[Opening Dataset excerpts section]

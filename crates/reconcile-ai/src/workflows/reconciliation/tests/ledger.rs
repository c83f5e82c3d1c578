use super::common::*;
use std::sync::Arc;

use crate::workflows::reconciliation::accuracy::InMemoryAccuracyStore;
use crate::workflows::reconciliation::domain::{
    Candidate, CandidateId, DecisionId, DecisionType, Prediction,
};
use crate::workflows::reconciliation::ledger::{
    CorrectionStatus, DecisionLedger, InMemoryDecisionLedger, JsonLinesDecisionLedger,
    LedgerError, LedgerRecord,
};
use crate::workflows::reconciliation::secondary::SecondaryUnavailable;
use crate::workflows::reconciliation::service::{Correction, ServiceError};

async fn record(id: &str) -> LedgerRecord {
    let harness = engine(FakeSecondary::failing(SecondaryUnavailable::Disabled));
    let decision = harness
        .engine
        .decide(
            &tenant(),
            DecisionType::InvoiceMatch,
            &exact_payment(),
            &[Candidate::Invoice(exact_invoice())],
        )
        .await
        .expect("decision");
    let mut record = LedgerRecord::from(&decision);
    record.id = DecisionId(id.to_string());
    record
}

fn matched() -> Prediction {
    Prediction::Candidate(CandidateId("inv-1042".to_string()))
}

#[tokio::test]
async fn in_memory_index_evicts_the_oldest_decisions() {
    let ledger = InMemoryDecisionLedger::with_capacity(2);
    for id in ["d-1", "d-2", "d-3"] {
        ledger.insert(record(id).await).expect("insert");
    }

    assert_eq!(ledger.len(), 2);
    assert!(ledger
        .fetch(&DecisionId("d-1".to_string()))
        .expect("fetch")
        .is_none());
    assert!(matches!(
        ledger.record_correction(&DecisionId("d-1".to_string()), &matched()),
        Err(LedgerError::NotFound)
    ));
    assert!(ledger
        .fetch(&DecisionId("d-3".to_string()))
        .expect("fetch")
        .is_some());
}

#[tokio::test]
async fn released_claims_can_be_reclaimed_with_another_outcome() {
    let ledger = InMemoryDecisionLedger::default();
    let id = DecisionId("d-1".to_string());
    ledger.insert(record("d-1").await).expect("insert");

    assert_eq!(
        ledger.record_correction(&id, &matched()).expect("claim"),
        CorrectionStatus::Recorded
    );
    ledger
        .release_correction(&id, &Prediction::NoMatch)
        .expect("release of another outcome is ignored");
    assert!(matches!(
        ledger.record_correction(&id, &Prediction::NoMatch),
        Err(LedgerError::CorrectionConflict)
    ));

    ledger.release_correction(&id, &matched()).expect("release");
    assert_eq!(
        ledger
            .record_correction(&id, &Prediction::NoMatch)
            .expect("reclaim"),
        CorrectionStatus::Recorded
    );
}

#[tokio::test]
async fn json_lines_ledger_keeps_decisions_and_corrections_across_reopen() {
    let dir = tempfile::tempdir().expect("tempdir");
    let path = dir.path().join("ledger.jsonl");
    let corrected = DecisionId("d-1".to_string());
    let released = DecisionId("d-2".to_string());
    {
        let ledger = JsonLinesDecisionLedger::open(&path, 100).expect("open ledger");
        ledger.insert(record("d-1").await).expect("insert");
        ledger.insert(record("d-2").await).expect("insert");
        ledger
            .record_correction(&corrected, &matched())
            .expect("claim");
        ledger
            .record_correction(&released, &matched())
            .expect("claim");
        ledger
            .release_correction(&released, &matched())
            .expect("release");
    }

    let ledger = JsonLinesDecisionLedger::open(&path, 100).expect("reopen ledger");
    assert_eq!(ledger.len(), 2);
    let entry = ledger
        .fetch(&corrected)
        .expect("fetch")
        .expect("decision survives restart");
    assert_eq!(entry.correction, Some(matched()));
    assert!(matches!(
        ledger.record_correction(&corrected, &Prediction::NoMatch),
        Err(LedgerError::CorrectionConflict)
    ));
    assert_eq!(
        ledger.fetch(&released).expect("fetch").expect("entry").correction,
        None
    );
    assert!(matches!(
        ledger.insert(record("d-1").await),
        Err(LedgerError::Conflict)
    ));

    let raw = std::fs::read_to_string(&path).expect("read ledger");
    assert_eq!(raw.lines().count(), 5);
    assert!(!raw.contains("Jane Doe"));
    assert!(!raw.contains("evidence"));
}

#[tokio::test]
async fn json_lines_ledger_replays_into_a_bounded_index() {
    let dir = tempfile::tempdir().expect("tempdir");
    let path = dir.path().join("ledger.jsonl");
    {
        let ledger = JsonLinesDecisionLedger::open(&path, 10).expect("open ledger");
        for id in ["d-1", "d-2", "d-3"] {
            ledger.insert(record(id).await).expect("insert");
        }
        ledger
            .record_correction(&DecisionId("d-1".to_string()), &matched())
            .expect("claim");
    }

    let ledger = JsonLinesDecisionLedger::open(&path, 2).expect("reopen ledger");
    assert_eq!(ledger.len(), 2);
    assert!(ledger
        .fetch(&DecisionId("d-1".to_string()))
        .expect("fetch")
        .is_none());
}

#[tokio::test]
async fn torn_ledger_event_is_dropped_on_open() {
    let dir = tempfile::tempdir().expect("tempdir");
    let path = dir.path().join("ledger.jsonl");
    {
        let ledger = JsonLinesDecisionLedger::open(&path, 10).expect("open ledger");
        ledger.insert(record("d-1").await).expect("insert");
    }
    let mut raw = std::fs::read_to_string(&path).expect("read ledger");
    raw.push_str("{\"event\":\"corrected\",\"decision_id\":\"d-");
    std::fs::write(&path, raw).expect("write torn event");

    let ledger = JsonLinesDecisionLedger::open(&path, 10).expect("torn tail is recovered");
    let entry = ledger
        .fetch(&DecisionId("d-1".to_string()))
        .expect("fetch")
        .expect("entry");
    assert_eq!(entry.correction, None);
}

#[tokio::test]
async fn service_corrections_survive_a_restart() {
    let dir = tempfile::tempdir().expect("tempdir");
    let path = dir.path().join("ledger.jsonl");
    let accuracy = || Arc::new(InMemoryAccuracyStore::default());

    let decision = {
        let ledger = Arc::new(JsonLinesDecisionLedger::open(&path, 100).expect("open ledger"));
        let service = service_with(
            FakeSecondary::failing(SecondaryUnavailable::Disabled),
            accuracy(),
            ledger,
        );
        service
            .decide(&tenant(), DecisionType::InvoiceMatch, &exact_payment())
            .await
            .expect("decision")
    };

    let ledger = Arc::new(JsonLinesDecisionLedger::open(&path, 100).expect("reopen ledger"));
    let service = service_with(
        FakeSecondary::failing(SecondaryUnavailable::Disabled),
        accuracy(),
        ledger,
    );
    let correction = |outcome: Option<&str>| Correction {
        tenant_id: tenant(),
        decision_id: decision.id.clone(),
        corrected_outcome: outcome.map(|id| CandidateId(id.to_string())),
    };

    let receipt = service
        .correct(correction(Some("inv-1042")))
        .expect("correction after restart");
    assert_eq!(receipt.status, CorrectionStatus::Recorded);
    assert!(receipt.outcome.deterministic_correct);
    assert!(matches!(
        service.correct(correction(None)),
        Err(ServiceError::Ledger(LedgerError::CorrectionConflict))
    ));
}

[Closing Dataset excerpts section]

* **Exercise directions**
Search the records for the word "InvoiceMatch". Copy each line where it appears.

* **Answer to the problem**
            DecisionType::InvoiceMatch,
            .decide(&tenant(), DecisionType::InvoiceMatch, &exact_payment())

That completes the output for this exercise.